Quindi ha ripreso la disamina della propria carriera sostenendo che avrebbe intenzione di smettere di recitare non appena sarà riuscito a persuadere l’industria cinematografica a investire unicamente sul suo talento registico.
«Per ora ho un pubblico ristretto», ha detto, «il cui interesse nei miei confronti, tradotto in incassi, è tale da rendere la mia partecipazione sullo schermo un’aggiunta necessaria alla mia scrittura e alla mia regia. Ma a nessun critico è mai piaciuto il mio modo di recitare. Ho una personalità sfortunata. Posso mostrarle, fotogramma per fotogramma, che muovo le sopracciglia molto meno di Ray Milland in Giorni perduti. Se mi fossi
permesso un decimo delle sue espressioni in quella magnifica performance, sarei stato zittito a fischi e grida in sala. Basta che io entri nell’inquadratura e i critici si convincono che sto facendo il gigione. Sono un attore della vecchia scuola. È l’unica spiegazione che mi so dare».
A lui comunque non piace recitare, ha aggiunto, perché quando lavora davanti alla macchina da presa deve farsi la barba tutti i giorni.
Welles è tornato di nuovo sul set dell’aula giudiziaria e, apparentemente soddisfatto della lascivia sui volti delle comparse, ha dato ordine di fotografarli.
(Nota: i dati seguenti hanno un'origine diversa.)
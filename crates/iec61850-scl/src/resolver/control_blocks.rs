// crates/iec61850-scl/src/resolver/control_blocks.rs

//! Resolves data sets and the control blocks declared in a logical node.

use super::{ResolutionContext, parse_u32_attribute};
use crate::error::SclError;
use crate::model::common::TrgOps;
use crate::model::ied as raw;
use crate::types::{
    ClientLnReference, DataSet, FcdaReference, FunctionalConstraint, GseControlBlock,
    LogControlBlock, LogDefinition, ReportControlBlock, ReportOptions, SampleMode,
    SettingGroupControlBlock, SvControlBlock, SvOptions, TriggerOptions,
};

const DEFAULT_LOG_NAME: &str = "GeneralLog";

pub(super) fn resolve_data_set(ds: &raw::DataSet, ln_path: &str) -> Result<DataSet, SclError> {
    let element = format!("{}.{}", ln_path, ds.name);
    let members = ds
        .fcdas
        .iter()
        .map(|fcda| {
            Ok(FcdaReference {
                ld_inst: fcda.ld_inst.clone(),
                prefix: fcda.prefix.clone(),
                ln_class: fcda.ln_class.clone(),
                ln_inst: fcda.ln_inst.clone(),
                do_name: fcda.do_name.clone(),
                da_name: fcda.da_name.clone().filter(|n| !n.is_empty()),
                fc: FunctionalConstraint::from_scl(&fcda.fc).ok_or_else(|| {
                    SclError::InvalidAttributeFormat {
                        element: element.clone(),
                        attribute: "fc",
                        value: fcda.fc.clone(),
                    }
                })?,
            })
        })
        .collect::<Result<Vec<_>, SclError>>()?;

    Ok(DataSet {
        name: ds.name.clone(),
        desc: ds.desc.clone(),
        members,
    })
}

/// Converts the raw `TrgOps`, defaulting to general interrogation only.
fn trigger_options(trg_ops: Option<&TrgOps>) -> TriggerOptions {
    match trg_ops {
        Some(t) => TriggerOptions {
            dchg: t.dchg,
            qchg: t.qchg,
            dupd: t.dupd,
            period: t.period,
            gi: t.gi,
        },
        None => TriggerOptions::general_interrogation(),
    }
}

pub(super) fn resolve_report_control(
    rc: &raw::ReportControl,
    ln_path: &str,
) -> Result<ReportControlBlock, SclError> {
    let element = format!("{}.{}", ln_path, rc.name);

    let max_instances = parse_u32_attribute(
        rc.rpt_enabled.as_ref().and_then(|r| r.max.as_deref()),
        1,
        &element,
        "max",
    )?;
    if !rc.indexed && max_instances != 1 {
        return Err(SclError::ValidationError(format!(
            "{}: RptEnabled max must be 1 for a non-indexed report control block (found {})",
            element, max_instances
        )));
    }

    let options = match &rc.opt_fields {
        Some(o) => ReportOptions {
            seq_num: o.seq_num,
            time_stamp: o.time_stamp,
            reason_code: o.reason_code,
            data_set: o.data_set,
            data_ref: o.data_ref,
            buf_ovfl: o.buf_ovfl,
            entry_id: o.entry_id,
            config_ref: o.config_ref,
        },
        None => ReportOptions {
            buf_ovfl: true,
            ..Default::default()
        },
    };

    let clients = rc
        .rpt_enabled
        .iter()
        .flat_map(|r| r.client_lns.iter())
        .map(|c| ClientLnReference {
            ied_name: c.ied_name.clone(),
            ap_ref: c.ap_ref.clone(),
            ld_inst: c.ld_inst.clone(),
            prefix: c.prefix.clone(),
            ln_class: c.ln_class.clone(),
            ln_inst: c.ln_inst.clone(),
        })
        .collect();

    Ok(ReportControlBlock {
        name: rc.name.clone(),
        desc: rc.desc.clone(),
        data_set: rc.dat_set.clone(),
        report_id: rc.rpt_id.clone(),
        conf_rev: parse_u32_attribute(rc.conf_rev.as_deref(), 0, &element, "confRev")?,
        buffered: rc.buffered,
        buf_time: parse_u32_attribute(rc.buf_time.as_deref(), 0, &element, "bufTime")?,
        intg_pd: parse_u32_attribute(rc.intg_pd.as_deref(), 0, &element, "intgPd")?,
        indexed: rc.indexed,
        max_instances,
        trigger_options: trigger_options(rc.trg_ops.as_ref()),
        options,
        clients,
    })
}

pub(super) fn resolve_gse_control(
    gc: &raw::GseControl,
    ln_path: &str,
) -> Result<GseControlBlock, SclError> {
    let element = format!("{}.{}", ln_path, gc.name);
    match gc.gse_type.as_deref() {
        None | Some("") | Some("GOOSE") => {}
        Some(other) => {
            return Err(SclError::InvalidAttributeFormat {
                element,
                attribute: "type",
                value: other.to_string(),
            });
        }
    }

    Ok(GseControlBlock {
        name: gc.name.clone(),
        desc: gc.desc.clone(),
        data_set: gc.dat_set.clone(),
        app_id: gc.app_id.clone(),
        conf_rev: parse_u32_attribute(gc.conf_rev.as_deref(), 0, &element, "confRev")?,
        fixed_offs: gc.fixed_offs,
    })
}

pub(super) fn resolve_sv_control(
    sv: &raw::SampledValueControl,
    ln_path: &str,
) -> Result<SvControlBlock, SclError> {
    let element = format!("{}.{}", ln_path, sv.name);
    let smp_mod = SampleMode::from_scl(sv.smp_mod.as_deref()).ok_or_else(|| {
        SclError::InvalidAttributeFormat {
            element: element.clone(),
            attribute: "smpMod",
            value: sv.smp_mod.clone().unwrap_or_default(),
        }
    })?;

    let options = sv
        .smv_opts
        .as_ref()
        .map(|o| SvOptions {
            refresh_time: o.refresh_time,
            sample_synchronized: o.sample_synchronized,
            sample_rate: o.sample_rate,
            data_set: o.data_set,
            security: o.security,
        })
        .unwrap_or_default();

    Ok(SvControlBlock {
        name: sv.name.clone(),
        desc: sv.desc.clone(),
        data_set: sv.dat_set.clone(),
        smv_id: sv.smv_id.clone(),
        conf_rev: parse_u32_attribute(sv.conf_rev.as_deref(), 0, &element, "confRev")?,
        multicast: sv.multicast,
        smp_rate: parse_u32_attribute(sv.smp_rate.as_deref(), 0, &element, "smpRate")?,
        nof_asdu: parse_u32_attribute(sv.nof_asdu.as_deref(), 0, &element, "nofASDU")?,
        smp_mod,
        options,
    })
}

pub(super) fn resolve_log_control(
    lc: &raw::LogControl,
    ln_path: &str,
) -> Result<LogControlBlock, SclError> {
    let element = format!("{}.{}", ln_path, lc.name);
    Ok(LogControlBlock {
        name: lc.name.clone(),
        desc: lc.desc.clone(),
        data_set: lc.dat_set.clone(),
        ld_inst: lc.ld_inst.clone().filter(|s| !s.is_empty()),
        prefix: lc.prefix.clone(),
        ln_class: lc.ln_class.clone().filter(|s| !s.is_empty()),
        ln_inst: lc.ln_inst.clone(),
        log_name: lc.log_name.clone(),
        intg_pd: parse_u32_attribute(lc.intg_pd.as_deref(), 0, &element, "intgPd")?,
        log_ena: lc.log_ena,
        reason_code: lc.reason_code,
        trigger_options: trigger_options(lc.trg_ops.as_ref()),
    })
}

pub(super) fn resolve_log(log: &raw::Log) -> LogDefinition {
    LogDefinition {
        name: log
            .name
            .clone()
            .filter(|n| !n.is_empty())
            .unwrap_or_else(|| DEFAULT_LOG_NAME.to_string()),
        desc: log.desc.clone(),
    }
}

/// Resolves the setting group control of a logical node. Only `LLN0` may
/// carry one; only the first declaration is used.
pub(super) fn resolve_setting_control(
    ctx: &mut ResolutionContext<'_>,
    controls: &[raw::SettingControl],
    is_lln0: bool,
    ln_path: &str,
) -> Result<Option<SettingGroupControlBlock>, SclError> {
    let Some(first) = controls.first() else {
        return Ok(None);
    };
    if !is_lln0 {
        return Err(SclError::ValidationError(format!(
            "{}: SettingControl is only allowed in LLN0",
            ln_path
        )));
    }
    if controls.len() > 1 {
        ctx.warn(
            ln_path,
            format!(
                "{} SettingControl elements declared, only the first is used",
                controls.len()
            ),
        );
    }

    let element = format!("{}.SettingControl", ln_path);
    let num_of_sgs = parse_u32_attribute(Some(&first.num_of_sgs), 0, &element, "numOfSGs")?;
    if num_of_sgs == 0 {
        return Err(SclError::InvalidAttributeFormat {
            element,
            attribute: "numOfSGs",
            value: first.num_of_sgs.clone(),
        });
    }
    Ok(Some(SettingGroupControlBlock {
        num_of_sgs,
        act_sg: parse_u32_attribute(first.act_sg.as_deref(), 1, &element, "actSG")?,
    }))
}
Subito dopo, un addetto della produzione ha reso noto che una carrozza a cavalli, che era stata spedita dal Messico, era stata fermata al confine dai doganieri. Il mancato arrivo della carrozza ha richiesto una rapida riorganizzazione nell’ordine delle riprese previste per il giorno successivo. Così Welles, seguito da ventitré assistenti e tecnici in fila, ha circumnavigato il teatro di posa in cui stava lavorando e ha stabilito le angolazioni di ripresa per il giorno dopo.
«Domani mattina, alle 11.35 circa, ci spostiamo in questo angolo », ha proclamato in tono imperativo, ma nessuno dei tecnici sembrava prestargli attenzione. Quando la fila si è ridotta a tre individui, Welles si è voltato e ha risposto con garbo all’interprete di una piccola parte che lo ringraziava di averlo ingaggiato per il film. Rispondendo alla domanda di un giornalista, Welles ha detto che la Columbia lo aveva trattato con la più grande generosità che avesse riscontrato fino ad allora in materia di autonomia fiscale e artistica.
Alla fine ha annunciato con lo stesso entusiasmo che doveva scappare per concedersi qualche ora di sonno. A un assistente che evidentemente gli aveva trovato un dottore, ha urlato: «Di’ al dottore che ci vediamo in macchina; mi può visitare mentre torno a casa. Domattina fatemi svegliare alle sei e mezzo; devo andare un po’ ai bagni turchi». Così si è avvolto nel soprabito come se fosse stato una mantella nera, e si è dileguato nelle nebbie della notte di Hollywood.
Presumibilmente il medico, il sonno e il bagno turco gli avranno fatto bene. Secondo un resoconto dallo studio del giorno successivo, pare che Welles abbia diretto la prima scena mentre un barbiere lo radeva e gli tagliava i capelli: una prodezza che neanche Cecil B. DeMille è mai riuscito a eguagliare.